Among the entries below, find the line with "column, op.as_sql(), value)", then quote it and each following line up to and including the line with "Unfiltered scope over", and nothing else.

*** Begin section ***

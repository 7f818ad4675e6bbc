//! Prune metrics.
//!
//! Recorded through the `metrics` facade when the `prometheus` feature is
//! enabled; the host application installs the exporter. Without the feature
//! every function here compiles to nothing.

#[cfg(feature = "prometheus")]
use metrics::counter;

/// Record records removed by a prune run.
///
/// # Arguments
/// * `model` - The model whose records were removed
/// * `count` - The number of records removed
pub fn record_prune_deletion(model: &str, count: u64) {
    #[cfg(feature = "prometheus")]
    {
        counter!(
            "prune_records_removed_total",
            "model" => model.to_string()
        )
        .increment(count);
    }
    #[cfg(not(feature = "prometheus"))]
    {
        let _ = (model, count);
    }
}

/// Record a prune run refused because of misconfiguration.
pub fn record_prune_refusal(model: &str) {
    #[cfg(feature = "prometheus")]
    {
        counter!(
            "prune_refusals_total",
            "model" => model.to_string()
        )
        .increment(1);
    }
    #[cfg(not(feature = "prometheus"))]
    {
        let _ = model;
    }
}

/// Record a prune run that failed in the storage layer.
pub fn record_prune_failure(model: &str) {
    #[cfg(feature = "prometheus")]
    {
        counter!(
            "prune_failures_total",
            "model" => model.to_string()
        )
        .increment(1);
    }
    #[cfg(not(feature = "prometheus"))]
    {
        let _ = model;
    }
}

*** End section ***
*** Begin section ***

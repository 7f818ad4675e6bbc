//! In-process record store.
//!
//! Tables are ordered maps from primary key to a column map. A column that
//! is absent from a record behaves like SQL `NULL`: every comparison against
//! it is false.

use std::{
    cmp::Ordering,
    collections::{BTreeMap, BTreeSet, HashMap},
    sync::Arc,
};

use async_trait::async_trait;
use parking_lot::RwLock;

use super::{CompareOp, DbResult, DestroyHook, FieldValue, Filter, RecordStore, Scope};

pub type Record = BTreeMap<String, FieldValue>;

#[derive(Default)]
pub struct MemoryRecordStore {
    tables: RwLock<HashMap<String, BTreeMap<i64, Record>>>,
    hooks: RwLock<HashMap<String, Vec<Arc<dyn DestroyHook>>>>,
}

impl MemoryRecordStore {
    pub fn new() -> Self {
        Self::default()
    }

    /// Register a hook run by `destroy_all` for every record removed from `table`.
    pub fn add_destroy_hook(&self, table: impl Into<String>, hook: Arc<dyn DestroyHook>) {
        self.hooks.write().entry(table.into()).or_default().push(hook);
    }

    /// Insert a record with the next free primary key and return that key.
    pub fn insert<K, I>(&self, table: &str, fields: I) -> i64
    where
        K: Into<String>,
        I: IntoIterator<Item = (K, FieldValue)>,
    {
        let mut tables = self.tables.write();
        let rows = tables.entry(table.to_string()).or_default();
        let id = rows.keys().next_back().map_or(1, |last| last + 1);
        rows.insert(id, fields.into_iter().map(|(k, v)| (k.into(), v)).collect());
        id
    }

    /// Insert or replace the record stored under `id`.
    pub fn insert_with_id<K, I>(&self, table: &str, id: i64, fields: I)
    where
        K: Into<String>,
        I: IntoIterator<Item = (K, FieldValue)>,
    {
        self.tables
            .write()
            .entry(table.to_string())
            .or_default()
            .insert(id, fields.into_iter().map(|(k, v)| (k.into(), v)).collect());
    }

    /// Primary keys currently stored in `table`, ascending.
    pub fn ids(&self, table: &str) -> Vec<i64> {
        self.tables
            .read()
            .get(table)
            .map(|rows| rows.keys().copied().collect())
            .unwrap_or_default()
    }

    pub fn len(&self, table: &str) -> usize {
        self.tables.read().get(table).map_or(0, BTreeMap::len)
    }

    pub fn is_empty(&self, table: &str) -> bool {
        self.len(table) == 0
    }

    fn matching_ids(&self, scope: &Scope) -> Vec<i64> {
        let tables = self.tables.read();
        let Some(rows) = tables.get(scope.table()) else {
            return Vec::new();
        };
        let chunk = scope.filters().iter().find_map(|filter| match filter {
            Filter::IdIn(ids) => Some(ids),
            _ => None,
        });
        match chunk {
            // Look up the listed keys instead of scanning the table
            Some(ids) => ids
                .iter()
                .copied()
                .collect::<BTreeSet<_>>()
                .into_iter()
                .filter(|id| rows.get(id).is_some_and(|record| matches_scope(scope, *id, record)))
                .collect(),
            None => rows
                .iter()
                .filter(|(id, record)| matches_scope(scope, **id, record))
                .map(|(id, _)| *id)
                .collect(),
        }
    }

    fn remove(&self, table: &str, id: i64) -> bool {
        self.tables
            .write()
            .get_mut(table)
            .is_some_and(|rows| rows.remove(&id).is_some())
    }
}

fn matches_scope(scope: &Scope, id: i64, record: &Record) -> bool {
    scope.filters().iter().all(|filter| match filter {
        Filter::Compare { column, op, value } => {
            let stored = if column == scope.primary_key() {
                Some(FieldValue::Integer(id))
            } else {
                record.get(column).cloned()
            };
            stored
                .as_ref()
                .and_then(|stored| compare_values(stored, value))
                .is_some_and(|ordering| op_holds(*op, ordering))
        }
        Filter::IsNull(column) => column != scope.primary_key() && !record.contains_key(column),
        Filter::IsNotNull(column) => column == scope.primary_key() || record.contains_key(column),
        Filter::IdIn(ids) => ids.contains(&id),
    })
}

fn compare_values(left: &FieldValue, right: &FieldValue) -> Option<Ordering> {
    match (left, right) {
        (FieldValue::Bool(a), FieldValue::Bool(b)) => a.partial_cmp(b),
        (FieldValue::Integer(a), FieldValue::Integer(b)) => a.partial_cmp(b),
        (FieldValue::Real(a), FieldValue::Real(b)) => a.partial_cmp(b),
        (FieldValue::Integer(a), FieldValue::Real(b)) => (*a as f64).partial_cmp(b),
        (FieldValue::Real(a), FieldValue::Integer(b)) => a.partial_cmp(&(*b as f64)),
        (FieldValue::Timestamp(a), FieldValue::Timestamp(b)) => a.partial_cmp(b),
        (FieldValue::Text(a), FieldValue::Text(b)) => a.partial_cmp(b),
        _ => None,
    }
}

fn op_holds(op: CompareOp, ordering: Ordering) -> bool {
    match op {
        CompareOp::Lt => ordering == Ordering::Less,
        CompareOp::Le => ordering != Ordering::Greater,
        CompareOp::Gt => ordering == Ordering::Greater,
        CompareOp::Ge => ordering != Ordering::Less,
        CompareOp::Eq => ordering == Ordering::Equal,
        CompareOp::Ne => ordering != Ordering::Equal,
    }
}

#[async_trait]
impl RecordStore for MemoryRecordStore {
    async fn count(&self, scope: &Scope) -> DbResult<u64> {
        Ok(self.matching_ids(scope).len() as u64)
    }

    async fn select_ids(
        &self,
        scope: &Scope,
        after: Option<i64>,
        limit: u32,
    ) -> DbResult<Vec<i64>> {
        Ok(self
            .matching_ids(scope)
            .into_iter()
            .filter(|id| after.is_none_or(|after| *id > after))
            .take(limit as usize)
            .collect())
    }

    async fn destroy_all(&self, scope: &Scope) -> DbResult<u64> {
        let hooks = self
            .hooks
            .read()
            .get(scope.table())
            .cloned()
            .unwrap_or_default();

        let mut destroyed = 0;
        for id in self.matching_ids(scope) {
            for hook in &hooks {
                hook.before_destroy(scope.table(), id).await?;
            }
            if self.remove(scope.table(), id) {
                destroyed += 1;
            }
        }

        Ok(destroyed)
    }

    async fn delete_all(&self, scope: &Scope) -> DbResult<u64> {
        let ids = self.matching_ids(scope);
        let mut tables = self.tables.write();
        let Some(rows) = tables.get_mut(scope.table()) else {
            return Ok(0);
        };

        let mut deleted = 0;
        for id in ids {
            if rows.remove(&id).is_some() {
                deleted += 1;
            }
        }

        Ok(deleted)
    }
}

*** End section ***
*** Begin section ***

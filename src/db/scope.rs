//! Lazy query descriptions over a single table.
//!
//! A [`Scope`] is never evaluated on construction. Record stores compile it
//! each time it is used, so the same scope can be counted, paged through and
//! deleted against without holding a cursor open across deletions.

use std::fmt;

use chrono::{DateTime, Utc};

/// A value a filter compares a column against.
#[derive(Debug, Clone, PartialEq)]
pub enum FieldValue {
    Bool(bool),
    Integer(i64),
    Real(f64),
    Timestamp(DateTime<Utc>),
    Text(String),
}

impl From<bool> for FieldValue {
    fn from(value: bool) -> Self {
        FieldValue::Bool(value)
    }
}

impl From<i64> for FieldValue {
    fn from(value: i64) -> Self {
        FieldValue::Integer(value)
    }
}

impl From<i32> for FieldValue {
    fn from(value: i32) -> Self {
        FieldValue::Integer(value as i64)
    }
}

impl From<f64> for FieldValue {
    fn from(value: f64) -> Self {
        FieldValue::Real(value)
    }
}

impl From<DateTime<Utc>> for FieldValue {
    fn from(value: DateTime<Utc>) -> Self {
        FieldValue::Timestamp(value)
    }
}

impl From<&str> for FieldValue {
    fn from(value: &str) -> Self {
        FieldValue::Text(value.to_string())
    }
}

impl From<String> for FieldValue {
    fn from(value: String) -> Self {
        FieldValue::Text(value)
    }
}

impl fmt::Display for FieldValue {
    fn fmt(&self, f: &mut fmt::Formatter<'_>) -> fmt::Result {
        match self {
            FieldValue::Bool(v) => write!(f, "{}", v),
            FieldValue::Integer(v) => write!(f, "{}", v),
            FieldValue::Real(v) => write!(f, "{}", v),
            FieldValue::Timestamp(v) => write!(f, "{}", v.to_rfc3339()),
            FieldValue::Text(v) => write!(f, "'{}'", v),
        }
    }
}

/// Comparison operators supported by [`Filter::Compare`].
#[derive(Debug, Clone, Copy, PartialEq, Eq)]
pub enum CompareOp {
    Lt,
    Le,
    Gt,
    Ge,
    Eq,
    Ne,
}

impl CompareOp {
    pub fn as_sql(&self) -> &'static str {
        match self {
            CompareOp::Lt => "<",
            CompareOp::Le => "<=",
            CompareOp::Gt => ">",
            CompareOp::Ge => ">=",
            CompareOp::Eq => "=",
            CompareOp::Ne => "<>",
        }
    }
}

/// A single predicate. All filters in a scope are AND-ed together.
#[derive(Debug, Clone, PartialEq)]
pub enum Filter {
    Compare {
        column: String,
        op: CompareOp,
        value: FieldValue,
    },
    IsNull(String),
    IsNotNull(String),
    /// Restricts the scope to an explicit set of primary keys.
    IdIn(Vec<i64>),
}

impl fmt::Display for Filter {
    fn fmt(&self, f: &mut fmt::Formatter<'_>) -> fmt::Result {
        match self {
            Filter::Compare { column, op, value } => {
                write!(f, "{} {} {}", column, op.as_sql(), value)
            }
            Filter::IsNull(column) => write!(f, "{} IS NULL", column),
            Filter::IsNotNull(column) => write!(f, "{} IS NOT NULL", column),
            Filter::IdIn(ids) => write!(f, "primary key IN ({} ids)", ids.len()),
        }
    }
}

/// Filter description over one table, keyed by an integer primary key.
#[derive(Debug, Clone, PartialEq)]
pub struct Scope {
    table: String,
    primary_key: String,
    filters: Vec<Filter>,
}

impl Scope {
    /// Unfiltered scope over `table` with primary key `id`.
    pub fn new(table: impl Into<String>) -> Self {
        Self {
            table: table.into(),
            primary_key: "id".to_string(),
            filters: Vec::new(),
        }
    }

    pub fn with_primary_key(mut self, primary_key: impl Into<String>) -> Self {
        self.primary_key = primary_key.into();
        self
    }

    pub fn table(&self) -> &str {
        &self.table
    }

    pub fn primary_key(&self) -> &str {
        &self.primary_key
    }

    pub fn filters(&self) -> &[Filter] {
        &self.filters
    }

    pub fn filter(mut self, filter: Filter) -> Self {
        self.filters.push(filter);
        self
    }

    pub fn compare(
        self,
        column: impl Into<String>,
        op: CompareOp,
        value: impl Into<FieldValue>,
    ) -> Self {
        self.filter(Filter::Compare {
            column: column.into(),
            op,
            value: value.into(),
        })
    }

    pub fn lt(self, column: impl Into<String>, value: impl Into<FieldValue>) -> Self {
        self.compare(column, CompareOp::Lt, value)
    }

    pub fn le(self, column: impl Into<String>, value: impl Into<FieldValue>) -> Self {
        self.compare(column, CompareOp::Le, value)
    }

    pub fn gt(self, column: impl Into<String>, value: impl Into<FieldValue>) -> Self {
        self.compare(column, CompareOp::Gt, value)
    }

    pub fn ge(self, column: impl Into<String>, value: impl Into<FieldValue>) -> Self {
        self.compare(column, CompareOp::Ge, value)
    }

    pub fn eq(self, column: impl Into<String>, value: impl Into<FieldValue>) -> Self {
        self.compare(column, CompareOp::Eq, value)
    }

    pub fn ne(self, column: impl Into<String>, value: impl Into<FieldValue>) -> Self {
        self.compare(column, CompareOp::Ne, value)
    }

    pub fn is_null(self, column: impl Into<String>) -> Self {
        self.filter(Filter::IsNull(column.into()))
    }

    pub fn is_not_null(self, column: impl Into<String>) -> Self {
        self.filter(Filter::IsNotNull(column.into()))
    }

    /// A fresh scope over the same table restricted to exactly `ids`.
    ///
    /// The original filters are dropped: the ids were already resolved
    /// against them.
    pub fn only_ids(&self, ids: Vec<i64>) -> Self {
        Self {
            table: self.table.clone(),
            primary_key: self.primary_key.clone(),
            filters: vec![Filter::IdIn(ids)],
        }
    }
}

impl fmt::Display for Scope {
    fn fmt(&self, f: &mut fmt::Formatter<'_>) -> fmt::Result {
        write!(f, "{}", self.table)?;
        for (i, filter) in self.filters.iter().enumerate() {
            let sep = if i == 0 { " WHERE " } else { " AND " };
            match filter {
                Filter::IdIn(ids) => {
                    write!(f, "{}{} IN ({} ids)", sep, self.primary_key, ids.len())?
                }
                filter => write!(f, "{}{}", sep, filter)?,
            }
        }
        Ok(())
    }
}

*** End section ***

## [Your response]
                write!(f, "{} {} {}", column, op.as_sql(), value)
            }
            Filter::IsNull(column) => write!(f, "{} IS NULL", column),
            Filter::IsNotNull(column) => write!(f, "{} IS NOT NULL", column),
            Filter::IdIn(ids) => write!(f, "primary key IN ({} ids)", ids.len()),
        }
    }
}

/// Filter description over one table, keyed by an integer primary key.
#[derive(Debug, Clone, PartialEq)]
pub struct Scope {
    table: String,
    primary_key: String,
    filters: Vec<Filter>,
}

impl Scope {
    /// Unfiltered scope over `table` with primary key `id`.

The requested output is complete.